Danger! Folklore! Danger! I Love this stuff to an unnatural degree!
The village stream has run dry, causing the villagers crops to have issues. They want you to fix it. The cause of the problems is a small band of goblins who have captured the stream’s source, a nixie, in order for the chief to better catch a giant talking fish. You see, he’s an avid fisherman. One of the rumors says a local ran across him one afternoon and they chatted while both fished and shared a beer.
OMG! I LUV this shit. A talking fish, a talking owl, and a talking giant rat are a part of the adventure; the local ‘kings’ of the animals. The goblin chief being an avid fisherman is great … as is the STUNNING gold and ruby fly he is tying in his fly vice to help him catch the talking fish. The goblins are old style. Stinkfoot (who has stinky feet), Swoop (who rides a giant bat), fishbelly (who can swim) and so on. One of them resembles a local boy and likes to go into the village and play pranks, and the local boy gets in trouble instead of him. It’s laid out well (especially considering the year), has a decent number of NPC’s, and the text is relativly terse and evocative. It’s the OLD folklore goblins rather than the generic sword-bair goblins that D&D usually presents. This adventure gets a hearty Thumbs Up from me …. uh … I’m not sure … this may be the first one in Dungeon I’ve ever done that for, without reservations?
Anyway, you have no soul if you don’t like this. I’m just saying. You suck if you don’t like this. You don’t want to suck, do you?
by Steve Kurtz
As little site that describes a band of bugbears that makes their home on the back of a giant turtle. So many side treks suck. This one has a very interesting bits about sacrificing captives by tossing them in to the turtle’s mouth, but otherwise is generally unremarkable.
by Randy Maxwell
This is a fetch-quest adventure in a plague-filled city that you could mine for ideas. You run around gathering ingredients for a cure while chaos surrounds you. It’s a curious mix of generic wandering tables, string ideas for location encounters, and then too much text as some of the locations are expanded upon. The wandering encounters don’t have enough detail. You meat bandits. Or a mob. Or someone else … with no description past that. The locations seems to expand on the wandering table. You meet a vigilante mob, or a kangaroo court, or a doomsday cult. The shorter ones have enough interesting detail to really cement the encounter strongly in your mind while not boring you. The longer ones go into excessive detail on the contents of a bedroom. It does contain that implied morality I hate so much: no X for killing people who are trying to kill you. If you think of this one as a broad outline and mine it for ideas, and as, say, a piece of inspirational fiction that you can build on, then you could have a nice little thing to toss in to a city game. But there’s work. It would be like reading a, interesting newspaper story and building an adventure from it.

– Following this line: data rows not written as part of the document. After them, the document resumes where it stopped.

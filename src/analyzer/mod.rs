//! Pre-execution complexity analysis.
//!
//! One agent call classifies an issue as atomic or as a set of dependent
//! sub-issues. The answer is decoded ([`decode`]), checked ([`validate`]) and,
//! for decompositions, turned into tracker issues ([`materialize`]) without
//! further agent calls.

pub mod materialize;
pub mod parser;
pub mod types;
pub mod validate;

pub use materialize::{materialize, materialize_resuming};
pub use parser::decode;
pub use types::{
    AnalysisOutcome, AnalysisRequest, AnalysisVerdict, Decision, DecompositionPlan, SubIssueSpec,
};
pub use validate::{MAX_SUB_ISSUES, MIN_SUB_ISSUES, creation_order, validate};

use anyhow::Result;
use std::sync::Arc;
use tracing::{info, warn};

use crate::agent::Agent;
use crate::tracker::Issue;

/// Classifies issues with a single agent completion.
pub struct StepwiseAnalyzer {
    agent: Arc<dyn Agent>,
    min_confidence: f64,
}

impl StepwiseAnalyzer {
    pub fn new(agent: Arc<dyn Agent>, min_confidence: f64) -> Self {
        Self {
            agent,
            min_confidence,
        }
    }

    /// Ask the agent once and decode its answer. `Err` means the agent call
    /// itself failed; an unusable answer is `ParseError`.
    pub async fn analyze(&self, issue: &Issue) -> Result<AnalysisOutcome> {
        let request = AnalysisRequest::from(issue);
        let response = self.agent.complete(&analysis_prompt(&request)).await?;
        let outcome = decode(&response);

        match &outcome {
            AnalysisOutcome::Atomic(plan) if plan.confidence < self.min_confidence => {
                warn!(
                    issue = %issue.reference,
                    confidence = plan.confidence,
                    min_confidence = self.min_confidence,
                    "low-confidence atomic classification; proceeding"
                );
            }
            AnalysisOutcome::Atomic(plan) | AnalysisOutcome::Decompose(plan) => {
                info!(
                    issue = %issue.reference,
                    decision = %plan.decision,
                    confidence = plan.confidence,
                    sub_issues = plan.sub_issues.len(),
                    "issue analyzed"
                );
            }
            AnalysisOutcome::ParseError(reason) => {
                warn!(issue = %issue.reference, %reason, "analysis response could not be decoded");
            }
        }
        Ok(outcome)
    }
}

pub fn analysis_prompt(request: &AnalysisRequest) -> String {
    let labels = if request.labels.is_empty() {
        "(none)".to_string()
    } else {
        request.labels.join(", ")
    };
    format!(
        r#"You are triaging an issue before any code is written. Decide whether it can be
implemented as one focused change (atomic) or should be split into {min} to {max}
dependent sub-issues (decompose).

## Issue {reference}
Title: {title}
Labels: {labels}

{body}

## Response format
Reply with a single block:

<decomposition>
{{
  "decision": "atomic" | "decompose",
  "confidence": 0.0-1.0,
  "reasoning": "one or two sentences",
  "sub_issues": [
    {{"title": "...", "body": "...", "labels": ["..."], "depends_on": [0]}}
  ]
}}
</decomposition>

Rules:
- For "atomic", leave sub_issues empty.
- For "decompose", list {min} to {max} sub-issues; depends_on holds 0-based indices of
  other sub-issues in this list and must not form cycles.
"#,
        min = MIN_SUB_ISSUES,
        max = MAX_SUB_ISSUES,
        reference = request.reference,
        title = request.title,
        labels = labels,
        body = request.body.trim(),
    )
}
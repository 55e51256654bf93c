//! The `.conveyor/conveyor.toml` schema.
//!
//! Every section is optional and every field has a default, so an empty file
//! (or no file) is a valid configuration.
//!
//! ```toml
//! [project]
//! name = "my-project"
//! agent_cmd = "claude"
//! skip_permissions = true
//!
//! [resources]
//! pool_size = 4
//! base_port = 41000
//! workspace_root = ".conveyor/workspaces"
//! isolation = "worktree"
//!
//! [tools]
//! external = true
//! timeout_secs = 600
//! max_failures = 50
//! build = "cargo-check-json"
//! lint = "clippy-json"
//! test = "test-json"
//!
//! [retry]
//! max_attempts = 3
//!
//! [analyzer]
//! min_confidence = 0.6
//!
//! [tracker]
//! kind = "local"
//! repository = "owner/name"
//! rate_limit_retries = 3
//!
//! [ship]
//! push = false
//! open_pull_request = false
//! remote = "origin"
//! ```

use anyhow::{Context, Result};
use serde::{Deserialize, Serialize};
use std::path::Path;

use crate::router::ToolKind;

pub const CONFIG_FILE_NAME: &str = "conveyor.toml";

/// How workflow workspaces are isolated from each other.
#[derive(Debug, Clone, Copy, PartialEq, Eq, Default, Serialize, Deserialize)]
#[serde(rename_all = "lowercase")]
pub enum Isolation {
    /// A git worktree on a fresh branch (requires the project to be a repository).
    #[default]
    Worktree,
    /// A plain empty directory.
    Directory,
}

impl std::fmt::Display for Isolation {
    fn fmt(&self, f: &mut std::fmt::Formatter<'_>) -> std::fmt::Result {
        match self {
            Isolation::Worktree => write!(f, "worktree"),
            Isolation::Directory => write!(f, "directory"),
        }
    }
}

/// Which issue tracker backs the run.
#[derive(Debug, Clone, Copy, PartialEq, Eq, Default, Serialize, Deserialize)]
#[serde(rename_all = "lowercase")]
pub enum TrackerKind {
    #[default]
    Local,
    Github,
}

impl std::fmt::Display for TrackerKind {
    fn fmt(&self, f: &mut std::fmt::Formatter<'_>) -> std::fmt::Result {
        match self {
            TrackerKind::Local => write!(f, "local"),
            TrackerKind::Github => write!(f, "github"),
        }
    }
}

#[derive(Debug, Clone, Serialize, Deserialize)]
pub struct ProjectSection {
    #[serde(default)]
    pub name: Option<String>,
    /// Agent CLI command (default: "claude")
    #[serde(default)]
    pub agent_cmd: Option<String>,
    #[serde(default = "default_true")]
    pub skip_permissions: bool,
}

impl Default for ProjectSection {
    fn default() -> Self {
        Self {
            name: None,
            agent_cmd: None,
            skip_permissions: true,
        }
    }
}

#[derive(Debug, Clone, Serialize, Deserialize)]
pub struct ResourcesSection {
    /// Number of concurrent workflow slots
    #[serde(default = "default_pool_size")]
    pub pool_size: usize,
    /// First port of the pool; slot i owns base+2i and base+2i+1
    #[serde(default = "default_base_port")]
    pub base_port: u16,
    /// Relative paths are resolved against the project directory
    #[serde(default = "default_workspace_root")]
    pub workspace_root: String,
    #[serde(default)]
    pub isolation: Isolation,
}

fn default_pool_size() -> usize {
    4
}

fn default_base_port() -> u16 {
    41000
}

fn default_workspace_root() -> String {
    ".conveyor/workspaces".to_string()
}

impl Default for ResourcesSection {
    fn default() -> Self {
        Self {
            pool_size: default_pool_size(),
            base_port: default_base_port(),
            workspace_root: default_workspace_root(),
            isolation: Isolation::default(),
        }
    }
}

#[derive(Debug, Clone, Serialize, Deserialize)]
pub struct ToolsSection {
    /// Capability flag: when false every check is delegated to the agent
    #[serde(default = "default_true")]
    pub external: bool,
    #[serde(default = "default_tool_timeout")]
    pub timeout_secs: u64,
    /// Cap on failures handed to a repair attempt
    #[serde(default = "default_max_failures")]
    pub max_failures: usize,
    #[serde(default)]
    pub build: Option<String>,
    #[serde(default)]
    pub lint: Option<String>,
    #[serde(default)]
    pub test: Option<String>,
}

fn default_tool_timeout() -> u64 {
    600
}

fn default_max_failures() -> usize {
    50
}

impl Default for ToolsSection {
    fn default() -> Self {
        Self {
            external: true,
            timeout_secs: default_tool_timeout(),
            max_failures: default_max_failures(),
            build: None,
            lint: None,
            test: None,
        }
    }
}

impl ToolsSection {
    /// The configured command line for a tool kind, if any.
    pub fn command_for(&self, kind: ToolKind) -> Option<&str> {
        let cmd = match kind {
            ToolKind::Build => self.build.as_deref(),
            ToolKind::Lint => self.lint.as_deref(),
            ToolKind::Test => self.test.as_deref(),
        };
        cmd.filter(|c| !c.trim().is_empty())
    }
}

#[derive(Debug, Clone, Serialize, Deserialize)]
pub struct RetrySection {
    #[serde(default = "default_max_attempts")]
    pub max_attempts: u32,
}

fn default_max_attempts() -> u32 {
    3
}

impl Default for RetrySection {
    fn default() -> Self {
        Self {
            max_attempts: default_max_attempts(),
        }
    }
}

#[derive(Debug, Clone, Serialize, Deserialize)]
pub struct AnalyzerSection {
    /// Atomic decisions below this confidence are logged as a warning
    #[serde(default = "default_min_confidence")]
    pub min_confidence: f64,
}

fn default_min_confidence() -> f64 {
    0.6
}

impl Default for AnalyzerSection {
    fn default() -> Self {
        Self {
            min_confidence: default_min_confidence(),
        }
    }
}

#[derive(Debug, Clone, Serialize, Deserialize)]
pub struct TrackerSection {
    #[serde(default)]
    pub kind: TrackerKind,
    /// `owner/name`, required for the github tracker
    #[serde(default)]
    pub repository: Option<String>,
    #[serde(default = "default_rate_limit_retries")]
    pub rate_limit_retries: u32,
}

fn default_rate_limit_retries() -> u32 {
    3
}

impl Default for TrackerSection {
    fn default() -> Self {
        Self {
            kind: TrackerKind::default(),
            repository: None,
            rate_limit_retries: default_rate_limit_retries(),
        }
    }
}

#[derive(Debug, Clone, Serialize, Deserialize)]
pub struct ShipSection {
    #[serde(default)]
    pub push: bool,
    #[serde(default)]
    pub open_pull_request: bool,
    #[serde(default = "default_remote")]
    pub remote: String,
}

fn default_remote() -> String {
    "origin".to_string()
}

impl Default for ShipSection {
    fn default() -> Self {
        Self {
            push: false,
            open_pull_request: false,
            remote: default_remote(),
        }
    }
}

fn default_true() -> bool {
    true
}

/// The complete conveyor.toml structure.
#[derive(Debug, Clone, Default, Serialize, Deserialize)]
pub struct ConveyorToml {
    #[serde(default)]
    pub project: ProjectSection,
    #[serde(default)]
    pub resources: ResourcesSection,
    #[serde(default)]
    pub tools: ToolsSection,
    #[serde(default)]
    pub retry: RetrySection,
    #[serde(default)]
    pub analyzer: AnalyzerSection,
    #[serde(default)]
    pub tracker: TrackerSection,
    #[serde(default)]
    pub ship: ShipSection,
}

impl ConveyorToml {
    pub fn load(path: &Path) -> Result<Self> {
        let content = std::fs::read_to_string(path)
            .with_context(|| format!("Failed to read config file: {}", path.display()))?;
        Self::parse(&content)
    }

    pub fn parse(content: &str) -> Result<Self> {
        toml::from_str(content).context("Failed to parse conveyor.toml")
    }

    /// Load `<conveyor_dir>/conveyor.toml`, or defaults when it doesn't exist.
    pub fn load_or_default(conveyor_dir: &Path) -> Result<Self> {
        let path = conveyor_dir.join(CONFIG_FILE_NAME);
        if path.exists() {
            Self::load(&path)
        } else {
            Ok(Self::default())
        }
    }

    pub fn save(&self, path: &Path) -> Result<()> {
        let content = toml::to_string_pretty(self).context("Failed to serialize conveyor.toml")?;
        std::fs::write(path, content)
            .with_context(|| format!("Failed to write config file: {}", path.display()))?;
        Ok(())
    }

    /// Agent command: file, then `CONVEYOR_AGENT_CMD`, then "claude".
    pub fn agent_cmd(&self) -> String {
        self.project
            .agent_cmd
            .clone()
            .or_else(|| std::env::var("CONVEYOR_AGENT_CMD").ok())
            .unwrap_or_else(|| "claude".to_string())
    }

    /// External tool capability; `CONVEYOR_EXTERNAL_TOOLS` overrides the file.
    pub fn external_tools(&self) -> bool {
        env_flag(
            std::env::var("CONVEYOR_EXTERNAL_TOOLS").ok(),
            self.tools.external,
        )
    }

    /// Human-readable problems with the configuration. Empty means valid.
    pub fn validate(&self) -> Vec<String> {
        let mut warnings = Vec::new();

        if self.resources.pool_size == 0 {
            warnings.push("resources.pool_size must be at least 1".to_string());
        }
        let last_port = self.resources.base_port as u64 + 2 * self.resources.pool_size as u64;
        if last_port > u16::MAX as u64 + 1 {
            warnings.push(format!(
                "resources.base_port {} with pool_size {} runs past port 65535",
                self.resources.base_port, self.resources.pool_size
            ));
        }
        if self.tools.timeout_secs == 0 {
            warnings.push("tools.timeout_secs must be greater than 0".to_string());
        }
        if self.tools.max_failures == 0 {
            warnings.push("tools.max_failures must be at least 1".to_string());
        }
        for kind in ToolKind::ALL {
            if let Some(cmd) = self.tools.command_for(kind)
                && shlex::split(cmd).is_none()
            {
                warnings.push(format!("tools.{} has unbalanced quoting: {}", kind, cmd));
            }
        }
        if self.retry.max_attempts == 0 {
            warnings.push("retry.max_attempts is 0; treated as 1".to_string());
        }
        if !(0.0..=1.0).contains(&self.analyzer.min_confidence) {
            warnings.push(format!(
                "analyzer.min_confidence {} is outside [0, 1]",
                self.analyzer.min_confidence
            ));
        }
        if self.tracker.kind == TrackerKind::Github {
            match self.tracker.repository.as_deref() {
                None => warnings.push(
                    "tracker.repository is required when tracker.kind = \"github\"".to_string(),
                ),
                Some(repo) if repo.split('/').filter(|p| !p.is_empty()).count() != 2 => {
                    warnings.push(format!(
                        "tracker.repository '{}' should be 'owner/name'",
                        repo
                    ))
                }
                Some(_) => {}
            }
        }
        if self.ship.open_pull_request && !self.ship.push {
            warnings.push("ship.open_pull_request requires ship.push = true".to_string());
        }

        warnings
    }
}

/// Parse a boolean environment override, falling back when unset or unrecognized.
fn env_flag(value: Option<String>, default: bool) -> bool {
    match value.as_deref().map(|v| v.trim().to_ascii_lowercase()) {
        Some(v) if matches!(v.as_str(), "1" | "true" | "yes" | "on") => true,
        Some(v) if matches!(v.as_str(), "0" | "false" | "no" | "off") => false,
        _ => default,
    }
}

#[cfg(test)]
mod tests {
    use super::*;
    use tempfile::tempdir;

    #[test]
    fn test_empty_file_gives_defaults() {
        let cfg = ConveyorToml::parse("").unwrap();
        assert_eq!(cfg.resources.pool_size, 4);
        assert_eq!(cfg.resources.base_port, 41000);
        assert_eq!(cfg.resources.isolation, Isolation::Worktree);
        assert!(cfg.tools.external);
        assert_eq!(cfg.tools.timeout_secs, 600);
        assert_eq!(cfg.tools.max_failures, 50);
        assert_eq!(cfg.retry.max_attempts, 3);
        assert_eq!(cfg.analyzer.min_confidence, 0.6);
        assert_eq!(cfg.tracker.kind, TrackerKind::Local);
        assert_eq!(cfg.tracker.rate_limit_retries, 3);
        assert!(!cfg.ship.push);
        assert_eq!(cfg.ship.remote, "origin");
        assert!(cfg.project.skip_permissions);
        assert!(cfg.validate().is_empty());
    }

    #[test]
    fn test_parse_full_file() {
        let content = r#"
[project]
name = "demo"
agent_cmd = "my-agent"
skip_permissions = false

[resources]
pool_size = 2
base_port = 50000
isolation = "directory"

[tools]
external = false
lint = "clippy-json --strict"

[retry]
max_attempts = 5

[tracker]
kind = "github"
repository = "acme/widgets"

[ship]
push = true
open_pull_request = true
"#;
        let cfg = ConveyorToml::parse(content).unwrap();
        assert_eq!(cfg.project.name.as_deref(), Some("demo"));
        assert_eq!(cfg.project.agent_cmd.as_deref(), Some("my-agent"));
        assert!(!cfg.project.skip_permissions);
        assert_eq!(cfg.resources.pool_size, 2);
        assert_eq!(cfg.resources.isolation, Isolation::Directory);
        assert!(!cfg.tools.external);
        assert_eq!(
            cfg.tools.command_for(ToolKind::Lint),
            Some("clippy-json --strict")
        );
        assert_eq!(cfg.tools.command_for(ToolKind::Build), None);
        assert_eq!(cfg.retry.max_attempts, 5);
        assert_eq!(cfg.tracker.kind, TrackerKind::Github);
        assert!(cfg.validate().is_empty());
    }

    #[test]
    fn test_blank_command_is_unconfigured() {
        let cfg = ConveyorToml::parse("[tools]\ntest = \"   \"\n").unwrap();
        assert_eq!(cfg.tools.command_for(ToolKind::Test), None);
    }

    #[test]
    fn test_validate_reports_problems() {
        let content = r#"
[resources]
pool_size = 0

[analyzer]
min_confidence = 1.5

[tracker]
kind = "github"

[ship]
open_pull_request = true
"#;
        let warnings = ConveyorToml::parse(content).unwrap().validate();
        assert!(warnings.iter().any(|w| w.contains("pool_size")));
        assert!(warnings.iter().any(|w| w.contains("min_confidence")));
        assert!(warnings.iter().any(|w| w.contains("tracker.repository")));
        assert!(warnings.iter().any(|w| w.contains("open_pull_request")));
    }

    #[test]
    fn test_validate_port_overflow() {
        let cfg = ConveyorToml::parse("[resources]\nbase_port = 65530\npool_size = 8\n").unwrap();
        assert!(cfg.validate().iter().any(|w| w.contains("65535")));
    }

    #[test]
    fn test_invalid_isolation_is_parse_error() {
        assert!(ConveyorToml::parse("[resources]\nisolation = \"container\"\n").is_err());
    }

    #[test]
    fn test_save_and_load_or_default() {
        let dir = tempdir().unwrap();
        let defaults = ConveyorToml::load_or_default(dir.path()).unwrap();
        assert_eq!(defaults.resources.pool_size, 4);

        let mut cfg = ConveyorToml::default();
        cfg.resources.pool_size = 7;
        cfg.tools.build = Some("make check".to_string());
        cfg.save(&dir.path().join(CONFIG_FILE_NAME)).unwrap();

        let loaded = ConveyorToml::load_or_default(dir.path()).unwrap();
        assert_eq!(loaded.resources.pool_size, 7);
        assert_eq!(loaded.tools.build.as_deref(), Some("make check"));
    }

    #[test]
    fn test_env_flag() {
        assert!(env_flag(Some("true".into()), false));
        assert!(env_flag(Some("1".into()), false));
        assert!(!env_flag(Some("off".into()), true));
        assert!(env_flag(Some("garbage".into()), true));
        assert!(!env_flag(None, false));
    }
}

The Iron Orb of the Duergar
by Peter Aberg
This is a brief visit to a northman city and then an adventure in a duergar mine. It probably has a large mass battle with 150 or so duergar and a set-piece ending. The basic outline is ok. You sneak into a northman city, meet a rebel leader, get betrayed and flee to the mines where they are constructing a giant iron golemish thing that will allow them to declare war on the dwarves. (The high priest is being controlled by a duergar artifact that hates dwarves.) You adventure through the upper mines, meet some drow allies, and then hit a ruined duergar fortress where you have the mass battle. In the lower level you have a set piece encounter when the high priest tries to bring the iron golem to life.
There are some good ideas here. The whole rebel leader thing, and the potential drow allies, the crazy scheme, etc are all pretty nicely done. Even now, a couple of days after reading it, I can remember vast portions of it. That means it ‘stuck’, and that is a sign of some good writing. It’s wordy and railroady, but that was the style at the time. It’s the ‘stickiness’ that impresses me. The core of the stickiness is not even conveyed through the extensive verbiage. The core is communicated quickly and briefly. It then uses a bunch more words that don’t really add much. A pretty decent adventure, given the style at the time.